**TASK INSTRUCTIONS:**
Give the number of lines in the data that hold the string "actors". Nothing else is needed.
++++++
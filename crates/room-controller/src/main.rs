//! Room Controller
//!
//! Coordination service for Huddle rooms, groups and recording uploads.
//!
//! # Servers
//!
//! - HTTP server for health, status and metrics (default: 0.0.0.0:8090)
//!
//! Client connections reach the controller through
//! [`ControllerHandle::open_session`] from the transport layer that embeds
//! this crate.
//!
//! # Startup Flow
//!
//! 1. Load configuration from environment and install tracing
//! 2. Initialize Prometheus metrics recorder
//! 3. Start the event bus and the upload observer
//! 4. Initialize actor system (`ControllerHandle`)
//! 5. Start health HTTP server (liveness, readiness, status, metrics)
//! 6. Wait for shutdown signal, then drain sessions and rooms

#![warn(clippy::pedantic)]

use std::net::SocketAddr;
use std::sync::Arc;
use std::time::Duration;

use axum::Router;
use room_controller::actors::{ActorMetrics, ControllerHandle};
use room_controller::bus::EventBus;
use room_controller::config::Config;
use room_controller::observability::{
    health_router, init_metrics_recorder, status_router, HealthState, StatusState,
    UploadObserver,
};
use room_controller::services::Services;
use tokio::signal;
use tokio_util::sync::CancellationToken;
use tower_http::trace::TraceLayer;
use tracing::{error, info, warn};
use tracing_subscriber::{layer::SubscriberExt, util::SubscriberInitExt};

/// How long the bus dispatcher gets to stop after the actors are drained.
const BUS_STOP_TIMEOUT: Duration = Duration::from_secs(2);

#[tokio::main]
async fn main() -> Result<(), Box<dyn std::error::Error>> {
    let config = Config::from_env();
    let log_json = config.as_ref().is_ok_and(|c| c.log_json);

    // Initialize tracing
    let filter = tracing_subscriber::EnvFilter::try_from_default_env()
        .unwrap_or_else(|_| "room_controller=debug,tower_http=debug".into());
    tracing_subscriber::registry()
        .with(filter)
        .with(log_json.then(|| tracing_subscriber::fmt::layer().json()))
        .with((!log_json).then(tracing_subscriber::fmt::layer))
        .init();

    info!("Starting Room Controller");

    let config = config.map_err(|e| {
        error!("Failed to load configuration: {}", e);
        e
    })?;

    info!(
        instance_id = %config.instance_id,
        health_bind_address = %config.health_bind_address,
        max_rooms = config.max_rooms,
        max_sessions = config.max_sessions,
        max_chunk_bytes = config.max_chunk_bytes,
        shutdown_deadline_secs = config.shutdown_deadline.as_secs(),
        status_guarded = config.admin_token.is_some(),
        "Configuration loaded successfully"
    );

    // This must happen before any metrics are recorded
    let prometheus_handle = init_metrics_recorder().map_err(|e| {
        error!(error = %e, "Failed to install Prometheus metrics recorder");
        e
    })?;

    let health_state = Arc::new(HealthState::new());

    let bus_token = CancellationToken::new();
    let (bus, bus_task) = EventBus::spawn(bus_token.clone());
    let upload_observer = UploadObserver::attach(&bus);

    info!("Initializing actor system...");
    let controller =
        ControllerHandle::spawn(&config, bus.clone(), Services::in_memory(), ActorMetrics::new());
    info!("Actor system initialized");

    let health_addr: SocketAddr = config.health_bind_address.parse().map_err(|e| {
        error!(error = %e, addr = %config.health_bind_address, "Invalid health bind address");
        format!("Invalid health bind address: {e}")
    })?;

    let metrics_router = Router::new().route(
        "/metrics",
        axum::routing::get(move || {
            let handle = prometheus_handle.clone();
            async move { handle.render() }
        }),
    );

    let app = health_router(Arc::clone(&health_state))
        .merge(status_router(StatusState {
            controller: controller.clone(),
            uploads: upload_observer.stats(),
            admin_token: config.admin_token.clone().map(Arc::new),
        }))
        .merge(metrics_router)
        .layer(TraceLayer::new_for_http());

    // Bind listener BEFORE spawning to fail fast on bind errors
    let listener = tokio::net::TcpListener::bind(health_addr)
        .await
        .map_err(|e| {
            error!(error = %e, addr = %health_addr, "Failed to bind health server");
            format!("Failed to bind health server to {health_addr}: {e}")
        })?;

    let server_token = CancellationToken::new();
    let health_shutdown_token = server_token.clone();
    let server_task = tokio::spawn(async move {
        info!(addr = %health_addr, "Health server starting");
        let server = axum::serve(listener, app).with_graceful_shutdown(async move {
            health_shutdown_token.cancelled().await;
            info!("Health server shutting down");
        });
        if let Err(e) = server.await {
            error!(error = %e, "Health server failed");
        }
    });

    health_state.set_ready();
    info!("Room Controller running - press Ctrl+C to shutdown");
    shutdown_signal().await;

    info!("Shutdown signal received, initiating graceful shutdown...");

    // Mark as not ready immediately so traffic stops arriving
    health_state.set_not_ready();

    if let Err(e) = controller.shutdown(config.shutdown_deadline).await {
        warn!(error = %e, "Actor system shutdown error");
    }
    controller.cancel();

    upload_observer.detach();
    bus_token.cancel();
    if tokio::time::timeout(BUS_STOP_TIMEOUT, bus_task).await.is_err() {
        warn!("Event bus did not stop in time");
    }

    server_token.cancel();
    if let Err(e) = server_task.await {
        warn!(error = %e, "Health server task ended abnormally");
    }

    info!("Room Controller shutdown complete");
    Ok(())
}

/// Wait for shutdown signal (Ctrl+C or SIGTERM).
///
/// # Panics
///
/// Panics if signal handlers cannot be installed. Without them the service
/// cannot shut down gracefully.
async fn shutdown_signal() {
    let ctrl_c = async {
        #[expect(
            clippy::expect_used,
            reason = "Signal handler installation is critical - panic is appropriate if it fails"
        )]
        signal::ctrl_c()
            .await
            .expect("Failed to install Ctrl+C handler");
    };

    #[cfg(unix)]
    let terminate = async {
        #[expect(
            clippy::expect_used,
            reason = "Signal handler installation is critical - panic is appropriate if it fails"
        )]
        signal::unix::signal(signal::unix::SignalKind::terminate())
            .expect("Failed to install SIGTERM handler")
            .recv()
            .await;
    };

    #[cfg(not(unix))]
    let terminate = std::future::pending::<()>();

    tokio::select! {
        () = ctrl_c => {}
        () = terminate => {}
    }
}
++++++
**ANSWER SPACE:**
2